To adequately perfuse organs/tissue and maintain the microcirculation, heart performance has to be intensified, hence mobilizing the adrenergic responses, especially at the early phase of sepsis that results in increased cardiac contractility and heart rate. However, this compensatory work increases the cardiac energy demands. As sepsis progresses, adenosine-5′-triphosphate formation and energy supply are rapidly reduced at the cellular level (4). When energy demand exceeds the actual supply, the myocytes are at high risk of death, leading to heart failure that further augments microcirculatory disturbance and tissue hypoxia. This paradox raises the next question of whether the adrenergic agonist or antagonist should be used in septic patients, and if either one is chosen, when and how to use it?

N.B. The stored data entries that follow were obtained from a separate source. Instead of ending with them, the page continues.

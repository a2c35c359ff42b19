//! Value normalization shared by the judges.

use std::cmp::Ordering;

use serde_json::{Number, Value};

const DECIMALS: f64 = 1e5;

const RED_ZONE: usize = 64 * 1024;
const STACK_SEGMENT: usize = 1024 * 1024;

/// Largest magnitude at which an `f64` still holds every integer exactly
const MAX_SAFE: f64 = 9_007_199_254_740_991.0;

/// Rounds every numeric leaf to 5 decimal places. Integral results are
/// stored as integers so that `1` and `1.0` compare equal.
pub fn round_numbers(value: &Value) -> Value {
    stacker::maybe_grow(RED_ZONE, STACK_SEGMENT, || match value {
        Value::Number(n) => round_number(n),
        Value::Array(items) => Value::Array(items.iter().map(round_numbers).collect()),
        Value::Object(map) => Value::Object(
            map.iter()
                .map(|(k, v)| (k.clone(), round_numbers(v)))
                .collect(),
        ),
        other => other.clone(),
    })
}

fn round_number(n: &Number) -> Value {
    if n.is_i64() || n.is_u64() {
        return Value::Number(n.clone());
    }
    let Some(f) = n.as_f64() else {
        return Value::Number(n.clone());
    };
    // Near f64::MAX scaling overflows; such values carry no decimals anyway
    let scaled = f * DECIMALS;
    if !scaled.is_finite() {
        return Value::Number(n.clone());
    }
    let rounded = scaled.round() / DECIMALS;
    if rounded.fract() == 0.0 && rounded.abs() <= MAX_SAFE {
        return Value::from(rounded as i64);
    }
    Number::from_f64(rounded)
        .map(Value::Number)
        .unwrap_or(Value::Null)
}

fn type_rank(value: &Value) -> u8 {
    match value {
        Value::Null => 0,
        Value::Bool(_) => 1,
        Value::Number(_) => 2,
        Value::String(_) => 3,
        Value::Array(_) => 4,
        Value::Object(_) => 5,
    }
}

/// Total order over JSON values: null < booleans < numbers < strings <
/// arrays < objects; arrays and objects compare lexicographically.
pub fn compare_values(a: &Value, b: &Value) -> Ordering {
    match (a, b) {
        (Value::Bool(x), Value::Bool(y)) => x.cmp(y),
        (Value::Number(x), Value::Number(y)) => {
            let (x, y) = (x.as_f64().unwrap_or(0.0), y.as_f64().unwrap_or(0.0));
            x.partial_cmp(&y).unwrap_or(Ordering::Equal)
        }
        (Value::String(x), Value::String(y)) => x.cmp(y),
        (Value::Array(x), Value::Array(y)) => {
            for (l, r) in x.iter().zip(y) {
                let ord = compare_values(l, r);
                if ord != Ordering::Equal {
                    return ord;
                }
            }
            x.len().cmp(&y.len())
        }
        (Value::Object(x), Value::Object(y)) => {
            for ((lk, lv), (rk, rv)) in x.iter().zip(y) {
                let ord = lk.cmp(rk).then_with(|| compare_values(lv, rv));
                if ord != Ordering::Equal {
                    return ord;
                }
            }
            x.len().cmp(&y.len())
        }
        _ => type_rank(a).cmp(&type_rank(b)),
    }
}

/// Sorts each nested array, then the outer array. Non-arrays are returned
/// unchanged.
pub fn normalize_order(value: &Value) -> Value {
    let Value::Array(items) = value else {
        return value.clone();
    };
    let mut items: Vec<Value> = items
        .iter()
        .map(|item| match item {
            Value::Array(inner) => {
                let mut inner = inner.clone();
                inner.sort_by(compare_values);
                Value::Array(inner)
            }
            other => other.clone(),
        })
        .collect();
    items.sort_by(compare_values);
    Value::Array(items)
}

/// Rounds both sides, optionally normalizes order, and compares.
pub fn values_equal(actual: &Value, expected: &Value, order_independent: bool) -> bool {
    let (mut a, mut e) = (round_numbers(actual), round_numbers(expected));
    if order_independent {
        a = normalize_order(&a);
        e = normalize_order(&e);
    }
    a == e
}

#[cfg(test)]
mod tests {
    use super::*;
    use serde_json::json;

    #[test]
    fn test_rounding_absorbs_float_drift() {
        assert_eq!(round_numbers(&json!(0.1 + 0.2)), json!(0.3));
        assert_eq!(round_numbers(&json!(2.0)), json!(2));
        assert_eq!(round_numbers(&json!({"a": [1.000001]})), json!({"a": [1]}));
        assert_eq!(round_numbers(&json!(-0.333333333)), json!(-0.33333));
    }

    #[test]
    fn test_rounding_keeps_huge_floats() {
        assert_eq!(round_numbers(&json!(f64::MAX)), json!(f64::MAX));
        assert_eq!(round_numbers(&json!(-f64::MAX)), json!(-f64::MAX));
        assert_eq!(round_numbers(&json!(1e300)), json!(1e300));
        assert!(!values_equal(&json!([f64::MAX]), &json!([f64::MAX / 2.0]), false));
    }

    #[test]
    fn test_rounding_deeply_nested_arrays() {
        let mut value = json!(0.1 + 0.2);
        for _ in 0..2000 {
            value = json!([value]);
        }
        let mut rounded = round_numbers(&value);
        while let Value::Array(mut items) = rounded {
            rounded = items.pop().unwrap();
        }
        assert_eq!(rounded, json!(0.3));
    }

    #[test]
    fn test_integral_float_equals_integer() {
        assert!(values_equal(&json!([1.0, 2]), &json!([1, 2.0]), false));
    }

    #[test]
    fn test_order_independent_array_of_arrays() {
        let actual = json!([[3, 4], [1, 2]]);
        let expected = json!([[1, 2], [3, 4]]);
        assert!(values_equal(&actual, &expected, true));
        assert!(!values_equal(&actual, &expected, false));

        let permuted = json!([[4, 3], [2, 1]]);
        assert!(values_equal(&permuted, &expected, true));
    }

    #[test]
    fn test_order_independent_flat_array() {
        assert!(values_equal(&json!([1, 0]), &json!([0, 1]), true));
        assert!(!values_equal(&json!([1, 0]), &json!([0, 1]), false));
    }

    #[test]
    fn test_total_order_across_types() {
        let sorted = normalize_order(&json!(["b", 2, null, [1], true, "a"]));
        assert_eq!(sorted, json!([null, true, 2, "a", "b", [1]]));
    }

    #[test]
    fn test_lexicographic_outer_sort() {
        let sorted = normalize_order(&json!([[1, 3], [1, 2, 5], [0]]));
        assert_eq!(sorted, json!([[0], [1, 2, 5], [1, 3]]));
    }
}
use super::normalize::{normalize_order, round_numbers};
use super::{Judge, JudgeInput, JudgeKind, Verdict};

/// Deep equality between the return value and the expected output.
pub struct ReturnValueJudge;

impl Judge for ReturnValueJudge {
    fn kind(&self) -> JudgeKind {
        JudgeKind::ReturnValue
    }

    fn judge(&self, input: &JudgeInput<'_>) -> Verdict {
        let mut actual = round_numbers(input.actual);
        let mut expected = round_numbers(input.expected);
        if input.order_independent {
            actual = normalize_order(&actual);
            expected = normalize_order(&expected);
        }
        Verdict {
            passed: actual == expected,
            actual,
            expected,
            message: None,
        }
    }
}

Morelli et al propose an unconventional approach for the management of septic shock patients with titrated β1 blocker, esmolol. Although this is not a randomized and controlled study, the results favor for use of β1 blocker for the management of patients with sepsis and septic shock. In their study, slowing the heart rate below 95 bpm reduced cardiac output as expected, but this improved the microvascular blood flow and reduced the norepinephrine requirement without affecting the stroke volume, mean arterial pressure, and lactate levels. The results are exciting. However, the questions how low we can go with cardiac output without an extra harm to the patients and how esmolol protects the compromised heart remain unanswered. Is reduction of the heart rate sufficient to produce these beneficial effects?
In this regard, it is worth to note that Herndon and colleagues (5, 6) successfully use titrated propranolol to reduce heart rate by 20% in burned septic patients. Their published studies on propranolol revolutionized our way of thinking about shock resuscitation. Later on Suzuki et al (7) and Aboab et al (8) used same strategy reducing the heart rate by 20% esmolol in their rat and swine models of sepsis, respectively, and demonstrated favorable outcomes.
Thus, it makes sense to “calm down” the heart in the circumstance when its need outstrips the capacity. However, we must not forget the other side of the story that decreasing the cardiac output (by excessive β blockade with negative inotropic effects) below the borderline needed to maintain organ and tissue perfusion can be deleterious. This drives to the next question of how to find this magical borderline, and unfortunately, the answer remains still mysterious. Perhaps, carefully designed, prospective, randomized, controlled, and larger clinical trials may help answer these questions. Hence, titrated selective and ultra-short acting β blockers could be precociously used for management of patients with sepsis with close hemodynamic monitoring for the timely detection of any adverse effects.